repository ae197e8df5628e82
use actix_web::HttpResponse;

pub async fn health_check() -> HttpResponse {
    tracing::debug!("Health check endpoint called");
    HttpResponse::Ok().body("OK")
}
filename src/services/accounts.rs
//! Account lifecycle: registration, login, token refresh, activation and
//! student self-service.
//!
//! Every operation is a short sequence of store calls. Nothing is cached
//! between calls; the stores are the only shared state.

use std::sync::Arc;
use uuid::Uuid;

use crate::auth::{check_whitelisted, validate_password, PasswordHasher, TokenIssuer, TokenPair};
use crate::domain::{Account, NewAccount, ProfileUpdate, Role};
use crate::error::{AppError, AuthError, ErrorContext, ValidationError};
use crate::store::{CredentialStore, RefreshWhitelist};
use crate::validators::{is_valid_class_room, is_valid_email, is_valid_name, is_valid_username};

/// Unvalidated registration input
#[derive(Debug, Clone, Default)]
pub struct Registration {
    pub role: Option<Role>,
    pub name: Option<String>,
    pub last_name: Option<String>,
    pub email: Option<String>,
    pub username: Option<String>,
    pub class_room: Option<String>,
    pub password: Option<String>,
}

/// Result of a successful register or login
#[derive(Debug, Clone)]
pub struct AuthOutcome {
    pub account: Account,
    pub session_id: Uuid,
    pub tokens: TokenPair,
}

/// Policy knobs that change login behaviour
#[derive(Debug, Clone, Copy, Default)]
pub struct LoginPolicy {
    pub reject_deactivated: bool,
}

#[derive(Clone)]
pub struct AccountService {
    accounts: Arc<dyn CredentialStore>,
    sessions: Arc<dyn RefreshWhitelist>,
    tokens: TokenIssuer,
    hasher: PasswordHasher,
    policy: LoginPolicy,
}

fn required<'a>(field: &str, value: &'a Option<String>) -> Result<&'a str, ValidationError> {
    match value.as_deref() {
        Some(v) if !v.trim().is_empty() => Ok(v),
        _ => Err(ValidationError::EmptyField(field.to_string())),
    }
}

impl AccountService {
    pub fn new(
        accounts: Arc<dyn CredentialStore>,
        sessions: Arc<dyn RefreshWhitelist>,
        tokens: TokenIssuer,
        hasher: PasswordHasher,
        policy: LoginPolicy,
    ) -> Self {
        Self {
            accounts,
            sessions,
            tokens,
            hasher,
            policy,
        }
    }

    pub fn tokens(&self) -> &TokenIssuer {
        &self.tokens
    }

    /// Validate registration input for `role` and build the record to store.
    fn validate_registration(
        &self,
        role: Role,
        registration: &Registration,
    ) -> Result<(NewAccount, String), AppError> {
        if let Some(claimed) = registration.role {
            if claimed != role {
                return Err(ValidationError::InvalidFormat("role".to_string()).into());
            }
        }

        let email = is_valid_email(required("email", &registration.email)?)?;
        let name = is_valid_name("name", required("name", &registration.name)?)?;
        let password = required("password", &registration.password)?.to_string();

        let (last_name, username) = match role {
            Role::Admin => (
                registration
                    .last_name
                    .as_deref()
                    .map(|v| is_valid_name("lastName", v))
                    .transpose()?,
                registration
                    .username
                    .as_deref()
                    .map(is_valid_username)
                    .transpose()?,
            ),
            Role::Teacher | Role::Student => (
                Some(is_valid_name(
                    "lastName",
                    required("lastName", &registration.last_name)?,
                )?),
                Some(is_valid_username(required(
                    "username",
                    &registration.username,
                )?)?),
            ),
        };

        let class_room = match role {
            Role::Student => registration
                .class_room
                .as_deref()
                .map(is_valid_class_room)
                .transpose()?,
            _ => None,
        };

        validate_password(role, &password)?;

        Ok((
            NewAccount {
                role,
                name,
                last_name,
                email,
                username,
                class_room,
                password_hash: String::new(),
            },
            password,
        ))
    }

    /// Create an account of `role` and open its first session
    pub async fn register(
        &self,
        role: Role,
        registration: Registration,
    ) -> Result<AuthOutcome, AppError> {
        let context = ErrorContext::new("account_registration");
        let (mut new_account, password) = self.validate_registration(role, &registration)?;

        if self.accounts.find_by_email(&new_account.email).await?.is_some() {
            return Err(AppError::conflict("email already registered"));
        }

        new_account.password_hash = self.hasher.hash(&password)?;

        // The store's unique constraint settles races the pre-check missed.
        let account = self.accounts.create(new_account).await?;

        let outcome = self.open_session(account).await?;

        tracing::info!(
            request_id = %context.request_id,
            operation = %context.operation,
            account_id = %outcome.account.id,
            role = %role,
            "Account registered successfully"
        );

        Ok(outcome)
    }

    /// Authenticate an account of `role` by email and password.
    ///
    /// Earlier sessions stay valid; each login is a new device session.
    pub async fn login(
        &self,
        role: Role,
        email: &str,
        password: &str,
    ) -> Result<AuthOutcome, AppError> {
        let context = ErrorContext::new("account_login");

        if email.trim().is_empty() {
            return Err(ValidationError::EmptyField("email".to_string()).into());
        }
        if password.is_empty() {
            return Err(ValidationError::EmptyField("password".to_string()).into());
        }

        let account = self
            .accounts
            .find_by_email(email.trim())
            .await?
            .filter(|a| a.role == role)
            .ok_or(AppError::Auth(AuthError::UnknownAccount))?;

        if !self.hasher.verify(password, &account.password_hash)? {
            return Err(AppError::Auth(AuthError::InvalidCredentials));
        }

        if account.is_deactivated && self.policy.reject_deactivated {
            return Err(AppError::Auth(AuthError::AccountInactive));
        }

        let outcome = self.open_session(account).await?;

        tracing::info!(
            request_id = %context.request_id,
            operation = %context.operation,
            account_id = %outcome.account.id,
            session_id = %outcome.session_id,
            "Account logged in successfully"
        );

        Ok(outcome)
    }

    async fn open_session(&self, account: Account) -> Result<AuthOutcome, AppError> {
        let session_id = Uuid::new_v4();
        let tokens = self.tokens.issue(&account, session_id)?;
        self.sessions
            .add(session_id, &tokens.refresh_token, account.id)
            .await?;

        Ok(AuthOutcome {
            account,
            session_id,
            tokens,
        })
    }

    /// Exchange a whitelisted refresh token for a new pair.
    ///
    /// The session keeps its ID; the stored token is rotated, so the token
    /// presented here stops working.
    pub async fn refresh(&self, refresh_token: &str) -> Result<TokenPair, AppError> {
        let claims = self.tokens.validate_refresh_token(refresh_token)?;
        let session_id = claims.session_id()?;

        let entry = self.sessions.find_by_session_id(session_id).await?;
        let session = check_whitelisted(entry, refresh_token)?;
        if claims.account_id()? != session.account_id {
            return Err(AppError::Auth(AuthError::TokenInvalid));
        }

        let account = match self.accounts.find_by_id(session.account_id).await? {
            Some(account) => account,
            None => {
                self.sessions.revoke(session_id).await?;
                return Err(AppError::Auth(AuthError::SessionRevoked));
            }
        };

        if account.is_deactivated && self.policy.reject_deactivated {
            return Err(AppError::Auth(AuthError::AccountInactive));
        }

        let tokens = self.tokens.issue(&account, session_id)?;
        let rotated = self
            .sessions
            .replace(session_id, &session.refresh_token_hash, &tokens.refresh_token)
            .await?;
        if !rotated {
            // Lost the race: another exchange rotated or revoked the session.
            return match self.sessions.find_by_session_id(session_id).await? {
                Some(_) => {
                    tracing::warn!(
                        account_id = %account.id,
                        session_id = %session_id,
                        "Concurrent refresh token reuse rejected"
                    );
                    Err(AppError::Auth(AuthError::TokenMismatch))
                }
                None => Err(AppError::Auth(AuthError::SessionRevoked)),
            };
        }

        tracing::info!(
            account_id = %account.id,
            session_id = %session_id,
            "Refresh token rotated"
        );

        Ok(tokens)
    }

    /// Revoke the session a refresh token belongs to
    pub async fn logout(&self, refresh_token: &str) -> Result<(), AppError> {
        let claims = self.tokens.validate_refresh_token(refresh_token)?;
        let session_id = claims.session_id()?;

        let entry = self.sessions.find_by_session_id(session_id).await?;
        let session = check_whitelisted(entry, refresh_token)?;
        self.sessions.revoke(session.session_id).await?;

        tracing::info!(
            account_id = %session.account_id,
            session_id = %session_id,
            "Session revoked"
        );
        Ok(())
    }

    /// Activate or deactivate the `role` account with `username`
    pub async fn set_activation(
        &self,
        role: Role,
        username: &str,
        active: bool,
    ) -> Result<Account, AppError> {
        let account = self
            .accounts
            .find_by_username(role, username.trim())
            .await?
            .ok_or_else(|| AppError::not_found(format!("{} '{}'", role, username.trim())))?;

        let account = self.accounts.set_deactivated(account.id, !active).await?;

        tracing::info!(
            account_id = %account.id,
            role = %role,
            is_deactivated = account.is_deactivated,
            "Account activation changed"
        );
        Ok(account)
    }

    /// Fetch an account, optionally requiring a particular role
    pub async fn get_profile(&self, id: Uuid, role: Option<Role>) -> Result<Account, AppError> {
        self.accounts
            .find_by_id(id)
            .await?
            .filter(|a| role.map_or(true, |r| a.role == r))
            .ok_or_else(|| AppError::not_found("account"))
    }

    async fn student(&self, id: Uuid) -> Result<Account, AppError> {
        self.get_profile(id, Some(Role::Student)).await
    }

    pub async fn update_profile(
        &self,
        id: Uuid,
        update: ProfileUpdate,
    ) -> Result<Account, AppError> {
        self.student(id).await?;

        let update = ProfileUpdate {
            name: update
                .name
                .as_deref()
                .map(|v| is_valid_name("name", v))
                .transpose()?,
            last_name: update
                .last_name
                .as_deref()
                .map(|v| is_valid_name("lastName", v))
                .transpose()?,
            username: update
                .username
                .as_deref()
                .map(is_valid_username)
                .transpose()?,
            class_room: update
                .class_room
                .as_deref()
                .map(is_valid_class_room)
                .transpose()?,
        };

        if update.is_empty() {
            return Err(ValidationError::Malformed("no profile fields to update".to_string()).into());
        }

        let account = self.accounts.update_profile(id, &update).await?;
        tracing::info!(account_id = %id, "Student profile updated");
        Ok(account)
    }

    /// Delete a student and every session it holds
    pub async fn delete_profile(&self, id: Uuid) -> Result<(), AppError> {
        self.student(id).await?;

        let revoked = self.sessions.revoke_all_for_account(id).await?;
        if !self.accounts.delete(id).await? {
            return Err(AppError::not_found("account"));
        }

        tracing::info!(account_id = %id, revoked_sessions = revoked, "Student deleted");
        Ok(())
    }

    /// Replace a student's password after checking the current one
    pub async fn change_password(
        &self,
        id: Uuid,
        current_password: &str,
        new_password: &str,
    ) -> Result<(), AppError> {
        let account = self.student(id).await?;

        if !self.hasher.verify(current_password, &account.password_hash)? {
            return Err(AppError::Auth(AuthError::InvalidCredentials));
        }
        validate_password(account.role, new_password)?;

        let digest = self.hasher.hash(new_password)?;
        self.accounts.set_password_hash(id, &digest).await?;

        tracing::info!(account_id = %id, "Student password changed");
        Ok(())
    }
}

====

WORK INSTRUCTIONS:
If a line in the records above contains the string "claimed", copy that line out.

RESPONSE TO THIS TASK:
        if let Some(claimed) = registration.role {
            if claimed != role {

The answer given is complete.